Enables flexibility and customization: The Transformers version offers significant flexibility and customization options for fine-tuning and deploying the model.
Provides community support: The Hugging Face community provides extensive documentation, tutorials, and support for using Transformers models.

For more information about Transformers, see the Hugging Face Transformers documentation.

To access and use the Meta-Llama-3-8B model, including downloading its weights and tokenizer, you need a Hugging Face user access token. The token provides:

Authentication and Authorization: The access token acts as a credential, allows the Hugging Face servers to authorize your access to the model's resources. This ensures that only authorized users can download and use the model.
Security: Hugging Face uses access tokens to protect its models and prevent unauthorized access or misuse.

For information about creating and using an access token for this tutorial, see Run the model. For more comprehensive information about creating and using access tokens, see the Hugging Face documentation on user access tokens.

You also need permission to access the Llama 3 8B model on Hugging Face. To get that permission, go to the Meta-Llama-3-8B model on Hugging Face and request access.

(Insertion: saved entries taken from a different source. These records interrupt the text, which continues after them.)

//! Mailboxes and the IPC primitives built on them.
//!
//! Delivery copies the payload into a buffer from the shared message pool and
//! appends a [`MailEntry`] to the receiver's mailbox list. Receive scans the
//! list head to tail for the first entry matching a [`Filter`], unlinks it
//! (selective receive may take from the middle) and hands the buffer to the
//! caller as a [`Message`].
//!
//! Everything else is layered on those two steps:
//!
//! - request/reply tags each request with a fresh runtime tag and receives
//!   the matching reply by tag, so conversations never block on each other;
//! - a synchronous send parks the sender until the receiver releases the
//!   message, releases it implicitly with its next receive, or dies;
//! - exit and down notifications that find the pool exhausted wait in a
//!   pending queue and go out, in order, as soon as buffers free up.

use std::ptr::{self, NonNull};
use std::time::Duration;

use tracing::{debug, trace, warn};

use crate::actor::{is_tick, ActorId, ActorState, Wait};
use crate::error::{Error, Result};
use crate::message::{
    encode_exit, Class, ExitReason, Filter, Header, Message, DOWN_PAYLOAD_LEN, MAX_USER_TAG,
    RUNTIME_TAG_BIT,
};
use crate::monitor::MonitorRef;
use crate::scheduler::{Kernel, KernelState};
use crate::timer::TimerId;

/// One queued message.
#[derive(Debug, Clone, Copy)]
pub(crate) struct MailEntry {
    pub(crate) sender: ActorId,
    pub(crate) buf: NonNull<u8>,
    pub(crate) len: usize,
    /// Token of a synchronous send; the sender is parked on it.
    pub(crate) sync: Option<u64>,
}

/// An exit or down notification waiting for a free buffer.
#[derive(Debug, Clone, Copy)]
pub(crate) struct Notice {
    to: ActorId,
    tag: u32,
    payload: [u8; DOWN_PAYLOAD_LEN],
    len: usize,
}

/// Outcome of one pass over a mailbox.
enum Scan {
    Found(MailEntry),
    TimedOut,
    Empty,
}

impl KernelState {
    /// Whether `id` names a live actor.
    pub(crate) fn is_live(&self, id: ActorId) -> bool {
        self.actors
            .get(id.slot())
            .is_some_and(|cb| cb.id == id && cb.is_alive())
    }

    /// Copy `payload` into a pool buffer and queue it for `to`.
    pub(crate) fn deliver(
        &mut self,
        from: ActorId,
        to: ActorId,
        header: Header,
        payload: &[u8],
        sync: Option<u64>,
    ) -> Result<()> {
        if payload.len() > self.message_size_max {
            return Err(Error::InvalidArgument("payload exceeds message_size_max"));
        }
        if !self.is_live(to) {
            return Err(Error::InvalidArgument("unknown or dead actor"));
        }
        let buf = self
            .buffers
            .alloc()
            .ok_or(Error::ResourceExhausted("message pool"))?;
        // SAFETY: every buffer holds `Header::SIZE + message_size_max` bytes
        // and `payload` was checked against that bound above.
        unsafe {
            header.write(buf);
            ptr::copy_nonoverlapping(
                payload.as_ptr(),
                buf.as_ptr().add(Header::SIZE),
                payload.len(),
            );
        }
        let entry = MailEntry {
            sender: from,
            buf,
            len: payload.len(),
            sync,
        };
        let slot = to.slot();
        let Some(cb) = self.actors.get_mut(slot) else {
            self.buffers.free(buf.as_ptr());
            return Err(Error::InvalidArgument("unknown or dead actor"));
        };
        if cb.mailbox.append(&mut self.mail, entry).is_err() {
            self.buffers.free(buf.as_ptr());
            return Err(Error::ResourceExhausted("mailbox entries"));
        }
        let wakes = cb.state == ActorState::Waiting
            && cb.wait.is_some_and(|w| w.wakes_on(from, header));
        self.stats.messages_sent += 1;
        trace!(%from, %to, class = ?header.class(), tag = header.tag(), len = payload.len(), "delivered");
        if wakes {
            self.wake(slot, None);
        }
        Ok(())
    }

    fn deliver_notice(&mut self, notice: &Notice) -> Result<()> {
        self.deliver(
            ActorId::SYSTEM,
            notice.to,
            Header::new(Class::System, notice.tag),
            &notice.payload[..notice.len],
            None,
        )
    }

    /// Tell `to` that `dead` is gone. Held back while the pool is exhausted
    /// or earlier notices to `to` are still waiting.
    pub(crate) fn send_notice(
        &mut self,
        to: ActorId,
        tag: u32,
        dead: ActorId,
        reason: ExitReason,
        monitor: Option<MonitorRef>,
    ) {
        let (payload, len) = encode_exit(dead, reason, monitor);
        let notice = Notice {
            to,
            tag,
            payload,
            len,
        };
        if self.notices.find(&self.notice_nodes, |n| n.to == to).is_none() {
            match self.deliver_notice(&notice) {
                Ok(()) => return,
                Err(Error::ResourceExhausted(_)) => {}
                Err(err) => {
                    trace!(actor = %to, %dead, error = %err, "notification dropped");
                    return;
                }
            }
        }
        if self.notices.append(&mut self.notice_nodes, notice).is_err() {
            warn!(actor = %to, %dead, tag, "notice queue full, notification lost");
        } else {
            debug!(actor = %to, %dead, tag, "message pool full, notification deferred");
        }
    }

    /// Deliver held-back notifications in order until the pool runs dry.
    pub(crate) fn retry_notices(&mut self) {
        while let Some(index) = self.notices.head() {
            let Some(notice) = self.notice_nodes.get(index).map(|node| *node.value()) else {
                break;
            };
            match self.deliver_notice(&notice) {
                Err(Error::ResourceExhausted(_)) => break,
                Ok(()) => {}
                Err(err) => trace!(actor = %notice.to, error = %err, "deferred notification dropped"),
            }
            self.notices.pop_front(&mut self.notice_nodes);
        }
    }

    /// Find and unlink the first entry matching `filter`, or the tick of
    /// timeout `timer` if that comes first.
    fn scan_mailbox(&mut self, slot: usize, filter: &Filter, timer: Option<TimerId>) -> Scan {
        let Some(cb) = self.actors.get_mut(slot) else {
            return Scan::Empty;
        };
        let mut hit = None;
        for (index, entry) in cb.mailbox.iter(&self.mail) {
            // SAFETY: queued entries own live pool buffers.
            let header = unsafe { Header::read(entry.buf) };
            if header.class().is_none() {
                continue;
            }
            if is_tick(timer, entry.sender, header) {
                hit = Some((index, true));
                break;
            }
            if filter.matches(entry.sender, header) {
                hit = Some((index, false));
                break;
            }
        }
        let Some((index, timed_out)) = hit else {
            return Scan::Empty;
        };
        let Some(entry) = cb.mailbox.remove(&mut self.mail, index) else {
            return Scan::Empty;
        };
        if timed_out {
            self.buffers.free(entry.buf.as_ptr());
            return Scan::TimedOut;
        }
        Scan::Found(entry)
    }

    /// Record that `owner` now holds `entry`'s buffer.
    fn checkout(&mut self, slot: usize, entry: &MailEntry) {
        if let Some(index) = self.buffers.index_of(entry.buf.as_ptr()) {
            if let Some(held) = self.held.get_mut(index) {
                *held = self.actors.get(slot).map(|cb| cb.id);
            }
        }
        if let (Some(cb), Some(token)) = (self.actors.get_mut(slot), entry.sync) {
            cb.active_sync = Some((entry.sender, token));
        }
        self.stats.messages_received += 1;
    }

    /// Let the sender of the last synchronous message `slot` received go.
    fn settle_sync(&mut self, slot: usize) {
        if let Some((sender, token)) = self.actors.get_mut(slot).and_then(|cb| cb.active_sync.take()) {
            self.ack_sync(sender, token);
        }
    }

    /// Resume `sender` if it is still parked on `token`.
    fn ack_sync(&mut self, sender: ActorId, token: u64) {
        let slot = sender.slot();
        let parked = self.actors.get(slot).is_some_and(|cb| {
            cb.id == sender
                && cb.state == ActorState::Waiting
                && matches!(cb.wait, Some(Wait::SyncSend { token: t, .. }) if t == token)
        });
        if parked {
            trace!(actor = %sender, token, "sync send released");
            self.wake(slot, None);
        }
    }

    /// Wake every actor blocked on `dead` with `Closed`: synchronous
    /// senders targeting it and requests awaiting its reply.
    pub(crate) fn release_waiters(&mut self, dead: ActorId) {
        for slot in 0..self.actors.capacity() {
            let blocked = self.actors.get(slot).is_some_and(|cb| {
                cb.state == ActorState::Waiting
                    && match cb.wait {
                        Some(Wait::SyncSend { target, .. }) => target == dead,
                        Some(Wait::Receive { peer, .. }) => peer == Some(dead),
                        _ => false,
                    }
            });
            if blocked {
                self.wake(slot, Some(Error::Closed));
            }
        }
    }

    /// Return every buffer `dead` still held to the pool.
    pub(crate) fn reclaim_held(&mut self, dead: ActorId) -> usize {
        let mut reclaimed = 0;
        for index in 0..self.held.len() {
            if self.held[index] != Some(dead) {
                continue;
            }
            self.held[index] = None;
            if let Some(buf) = self.buffers.slot_ptr(index) {
                self.buffers.free(buf.as_ptr());
                reclaimed += 1;
            }
        }
        reclaimed
    }
}

impl Kernel {
    fn next_request_tag(&self) -> u32 {
        let mut st = self.state();
        st.next_request_tag = (st.next_request_tag + 1) & MAX_USER_TAG;
        RUNTIME_TAG_BIT | st.next_request_tag
    }

    pub(crate) fn notify(&self, me: ActorId, to: ActorId, tag: u32, payload: &[u8]) -> Result<()> {
        self.current_slot(me)?;
        if tag > MAX_USER_TAG {
            return Err(Error::InvalidArgument("tag collides with runtime tags"));
        }
        self.state()
            .deliver(me, to, Header::new(Class::Notify, tag), payload, None)
    }

    /// Selective receive.
    ///
    /// `peer`, when set, makes the wait fail with `Closed` once that actor
    /// is gone.
    pub(crate) fn receive(
        &self,
        me: ActorId,
        filter: Filter,
        timeout: Option<Duration>,
        peer: Option<ActorId>,
    ) -> Result<Message<'_>> {
        let slot = self.current_slot(me)?;
        self.state().settle_sync(slot);

        let mut timer: Option<TimerId> = None;
        loop {
            let mut st = self.state();
            match st.scan_mailbox(slot, &filter, timer) {
                Scan::Found(entry) => {
                    if let Some(t) = timer {
                        st.cancel_timeout(me, t);
                    }
                    st.checkout(slot, &entry);
                    drop(st);
                    return Ok(Message::new(self, me, entry.sender, entry.buf, entry.len, entry.sync));
                }
                Scan::TimedOut => return Err(Error::Timeout),
                Scan::Empty => {}
            }
            if peer.is_some_and(|p| !st.is_live(p)) {
                if let Some(t) = timer {
                    st.cancel_timeout(me, t);
                }
                return Err(Error::Closed);
            }
            match timeout {
                Some(d) if d.is_zero() => return Err(Error::WouldBlock),
                Some(d) if timer.is_none() => timer = Some(st.start_timer(me, d, None)?),
                _ => {}
            }
            drop(st);

            let wait = Wait::Receive {
                filter,
                timeout: timer,
                peer,
            };
            if let Err(err) = self.block(slot, wait) {
                if let Some(t) = timer {
                    self.state().cancel_timeout(me, t);
                }
                return Err(err);
            }
        }
    }

    pub(crate) fn request(
        &self,
        me: ActorId,
        to: ActorId,
        payload: &[u8],
        timeout: Option<Duration>,
    ) -> Result<Message<'_>> {
        self.current_slot(me)?;
        if to == me {
            return Err(Error::InvalidArgument("request to self"));
        }
        let tag = self.next_request_tag();
        self.state()
            .deliver(me, to, Header::new(Class::Request, tag), payload, None)?;
        let filter = Filter::any().sender(to).class(Class::Reply).tag(tag);
        self.receive(me, filter, timeout, Some(to))
    }

    pub(crate) fn reply(&self, me: ActorId, original: &Message<'_>, payload: &[u8]) -> Result<()> {
        self.current_slot(me)?;
        if original.owner() != me || original.class() != Class::Request {
            return Err(Error::InvalidArgument("reply target is not a request"));
        }
        self.state().deliver(
            me,
            original.sender(),
            Header::new(Class::Reply, original.tag()),
            payload,
            None,
        )
    }

    pub(crate) fn send_sync(&self, me: ActorId, to: ActorId, tag: u32, payload: &[u8]) -> Result<()> {
        let slot = self.current_slot(me)?;
        if to == me {
            return Err(Error::InvalidArgument("synchronous send to self"));
        }
        if tag > MAX_USER_TAG {
            return Err(Error::InvalidArgument("tag collides with runtime tags"));
        }
        let token = {
            let mut st = self.state();
            st.next_sync_token += 1;
            let token = st.next_sync_token;
            st.deliver(me, to, Header::new(Class::Notify, tag), payload, Some(token))?;
            token
        };
        self.block(slot, Wait::SyncSend { token, target: to })
    }

    /// Return a message buffer; called from [`Message`]'s `Drop`.
    pub(crate) fn release_message(
        &self,
        owner: ActorId,
        sender: ActorId,
        buf: NonNull<u8>,
        sync: Option<u64>,
    ) {
        // Only reachable while the state is borrowed if a handle is dropped
        // from inside the kernel; leaking the buffer beats panicking there.
        let Some(mut st) = self.try_state() else {
            return;
        };
        if let Some(index) = st.buffers.index_of(buf.as_ptr()) {
            if st.held.get(index).copied().flatten() != Some(owner) {
                // Reclaimed when the owner was reaped.
                return;
            }
            st.held[index] = None;
        }
        st.buffers.free(buf.as_ptr());
        st.retry_notices();
        if let Some(token) = sync {
            let slot = owner.slot();
            let pending = st
                .actors
                .get_mut(slot)
                .filter(|cb| cb.id == owner)
                .and_then(|cb| cb.active_sync.take_if(|(s, t)| *s == sender && *t == token))
                .is_some();
            if pending {
                st.ack_sync(sender, token);
            }
        }
    }
}
//! Runtime and per-actor configuration.
//!
//! Every capacity in the runtime is fixed when [`Runtime::new`] runs: the
//! actor table, the message pool and the link, monitor, timer and bus tables
//! are all allocated up front from a [`RuntimeConfig`]. Nothing grows after
//! initialisation, so a full pool surfaces as
//! [`Error::ResourceExhausted`](crate::Error::ResourceExhausted) instead of an
//! allocation.
//!
//! [`Runtime::new`]: crate::Runtime::new

use std::time::Duration;

use crate::error::{Error, Result};

/// Smallest stack an actor may request.
pub const MIN_STACK_SIZE: usize = 16 * 1024;
/// Upper bound on the actor table; slot indices must fit in 16 bits.
pub const MAX_ACTORS_LIMIT: usize = u16::MAX as usize;

// ── Priority ────────────────────────────────────────────────────────────────

/// Scheduling priority of an actor.
///
/// Each scheduling round visits the levels in declaration order and runs at
/// most one ready actor per level.
#[derive(Debug, Clone, Copy, PartialEq, Eq, Hash, PartialOrd, Ord, Default)]
pub enum Priority {
    /// Runs first in every round.
    Critical = 0,
    /// Runs after critical actors.
    High = 1,
    /// The default level.
    #[default]
    Normal = 2,
    /// Runs last in every round.
    Low = 3,
}

impl Priority {
    /// All levels, highest first.
    pub const ALL: [Priority; 4] = [
        Priority::Critical,
        Priority::High,
        Priority::Normal,
        Priority::Low,
    ];

    pub(crate) fn index(self) -> usize {
        self as usize
    }
}

// ── StackSource ─────────────────────────────────────────────────────────────

/// Where actor stacks come from.
#[derive(Debug, Clone, Copy, PartialEq, Eq, Default)]
pub enum StackSource {
    /// Anonymous `mmap` region with a `PROT_NONE` guard page below the stack.
    #[default]
    Mmap,
    /// Global allocator. Overflow detection relies on canaries alone.
    Heap,
}

// ── RuntimeConfig ───────────────────────────────────────────────────────────

/// Capacities and tunables fixed at runtime initialisation.
#[derive(Debug, Clone)]
pub struct RuntimeConfig {
    /// Size of the actor table.
    pub max_actors: usize,
    /// Default stack size for spawned actors, in bytes.
    pub stack_size: usize,
    /// Default stack source for spawned actors.
    pub stack_source: StackSource,
    /// Number of message buffers (and mailbox entries) in the shared pool.
    pub message_capacity: usize,
    /// Largest payload a single message may carry, in bytes.
    pub message_size_max: usize,
    /// Link entries available. Each link consumes two.
    pub max_links: usize,
    /// Monitor entries available.
    pub max_monitors: usize,
    /// Timers that may be armed at once, including receive timeouts.
    pub max_timers: usize,
    /// Buses that may exist at once.
    pub max_buses: usize,
    /// Depth of the file I/O job and completion queues.
    pub io_queue_depth: usize,
    /// Upper bound on one idle wait of the scheduler.
    pub idle_poll: Duration,
}

impl Default for RuntimeConfig {
    fn default() -> Self {
        Self {
            max_actors: 64,
            stack_size: 256 * 1024,
            stack_source: StackSource::default(),
            message_capacity: 1024,
            message_size_max: 256,
            max_links: 256,
            max_monitors: 256,
            max_timers: 256,
            max_buses: 16,
            io_queue_depth: 64,
            idle_poll: Duration::from_millis(10),
        }
    }
}

impl RuntimeConfig {
    /// Defaults overridden by `HIVE_*` environment variables.
    ///
    /// Recognised: `HIVE_MAX_ACTORS`, `HIVE_STACK_SIZE`,
    /// `HIVE_MESSAGE_CAPACITY`, `HIVE_MESSAGE_SIZE_MAX`, `HIVE_IDLE_POLL_MS`.
    /// Values that do not parse as a positive integer are ignored with a
    /// warning.
    #[must_use]
    pub fn from_env() -> Self {
        let mut config = Self::default();
        if let Some(n) = env_usize("HIVE_MAX_ACTORS") {
            config.max_actors = n.min(MAX_ACTORS_LIMIT);
        }
        if let Some(n) = env_usize("HIVE_STACK_SIZE") {
            config.stack_size = n.max(MIN_STACK_SIZE);
        }
        if let Some(n) = env_usize("HIVE_MESSAGE_CAPACITY") {
            config.message_capacity = n;
        }
        if let Some(n) = env_usize("HIVE_MESSAGE_SIZE_MAX") {
            config.message_size_max = n;
        }
        if let Some(ms) = env_usize("HIVE_IDLE_POLL_MS") {
            config.idle_poll = Duration::from_millis(ms as u64);
        }
        config
    }

    /// Set the actor table size.
    #[must_use]
    pub fn with_max_actors(mut self, n: usize) -> Self {
        self.max_actors = n;
        self
    }

    /// Set the default actor stack size.
    #[must_use]
    pub fn with_stack_size(mut self, bytes: usize) -> Self {
        self.stack_size = bytes;
        self
    }

    /// Set the default stack source.
    #[must_use]
    pub fn with_stack_source(mut self, source: StackSource) -> Self {
        self.stack_source = source;
        self
    }

    /// Set the number of message buffers.
    #[must_use]
    pub fn with_message_capacity(mut self, n: usize) -> Self {
        self.message_capacity = n;
        self
    }

    /// Set the largest message payload.
    #[must_use]
    pub fn with_message_size_max(mut self, bytes: usize) -> Self {
        self.message_size_max = bytes;
        self
    }

    /// Set the number of link entries.
    #[must_use]
    pub fn with_max_links(mut self, n: usize) -> Self {
        self.max_links = n;
        self
    }

    /// Set the number of monitor entries.
    #[must_use]
    pub fn with_max_monitors(mut self, n: usize) -> Self {
        self.max_monitors = n;
        self
    }

    /// Set the number of timers.
    #[must_use]
    pub fn with_max_timers(mut self, n: usize) -> Self {
        self.max_timers = n;
        self
    }

    /// Set the number of buses.
    #[must_use]
    pub fn with_max_buses(mut self, n: usize) -> Self {
        self.max_buses = n;
        self
    }

    /// Set the file I/O queue depth.
    #[must_use]
    pub fn with_io_queue_depth(mut self, n: usize) -> Self {
        self.io_queue_depth = n;
        self
    }

    /// Set the idle wait bound.
    #[must_use]
    pub fn with_idle_poll(mut self, idle: Duration) -> Self {
        self.idle_poll = idle;
        self
    }

    /// Reject configurations the runtime cannot be built from.
    ///
    /// # Errors
    ///
    /// [`Error::InvalidArgument`] naming the offending field.
    pub fn validate(&self) -> Result<()> {
        if self.max_actors == 0 || self.max_actors > MAX_ACTORS_LIMIT {
            return Err(Error::InvalidArgument("max_actors must be in 1..=65535"));
        }
        if self.stack_size < MIN_STACK_SIZE {
            return Err(Error::InvalidArgument("stack_size below minimum"));
        }
        if self.message_size_max == 0 {
            return Err(Error::InvalidArgument("message_size_max must be non-zero"));
        }
        if self.io_queue_depth == 0 {
            return Err(Error::InvalidArgument("io_queue_depth must be non-zero"));
        }
        if self.idle_poll.is_zero() {
            return Err(Error::InvalidArgument("idle_poll must be non-zero"));
        }
        Ok(())
    }
}

fn env_usize(name: &str) -> Option<usize> {
    let val = std::env::var(name).ok()?;
    match val.trim().parse::<usize>() {
        Ok(n) if n > 0 => Some(n),
        _ => {
            tracing::warn!(var = name, value = %val, "invalid value, using default");
            None
        }
    }
}

// ── SpawnOptions ────────────────────────────────────────────────────────────

/// Per-actor options for [`Runtime::spawn_with`](crate::Runtime::spawn_with)
/// and [`Ctx::spawn_with`](crate::Ctx::spawn_with).
#[derive(Debug, Clone, Default)]
pub struct SpawnOptions {
    /// Stack size; the runtime default when `None`.
    pub stack_size: Option<usize>,
    /// Stack source; the runtime default when `None`.
    pub stack_source: Option<StackSource>,
    /// Scheduling priority.
    pub priority: Priority,
    /// Name used in log output.
    pub name: Option<String>,
}

impl SpawnOptions {
    /// Options with every field at its default.
    #[must_use]
    pub fn new() -> Self {
        Self::default()
    }

    /// Set the stack size.
    #[must_use]
    pub fn stack_size(mut self, bytes: usize) -> Self {
        self.stack_size = Some(bytes);
        self
    }

    /// Set the stack source.
    #[must_use]
    pub fn stack_source(mut self, source: StackSource) -> Self {
        self.stack_source = Some(source);
        self
    }

    /// Set the priority.
    #[must_use]
    pub fn priority(mut self, priority: Priority) -> Self {
        self.priority = priority;
        self
    }

    /// Set the log name.
    #[must_use]
    pub fn name(mut self, name: impl Into<String>) -> Self {
        self.name = Some(name.into());
        self
    }
}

Prepare to provision a TPU v5litepod-16

This tutorial was tested using the following Cloud TPU environment variables. You can use other variables to provision your TPU, as long as the accelerator type, zone, and runtime version are compatible. For example, in this tutorial, europe-west4-b is used as the zone throughout. You can use any other zone that supports the TPU version (accelerator type) you are running (v5litepod-16 in this tutorial).

Set the following TPU VM environment variables.

   export TPU_NAME=queued-resources-node-id #The TPU name is the queued resource node-id
   export PROJECT_ID=your-project-id
   export ACCELERATOR_TYPE=v5litepod-16
   export ZONE=europe-west4-b
   export RUNTIME_VERSION=v2-alpha-tpuv5-lite
   export QUEUED_RESOURCE_ID=queued-resource-id
   export VALID_UNTIL_DURATION=1d

When you have access to the Meta-Llama-3-8B model on Hugging Face, prepare the TPU environment to run the tutorial.

Follow Set up the Cloud TPU environment guide to ensure you have appropriate access to use Cloud TPUs.

Create a service identity for the TPU VM.

gcloud alpha compute tpus tpu-vm service-identity create --zone=zone

Create a TPU service account and grant access to Google Cloud services.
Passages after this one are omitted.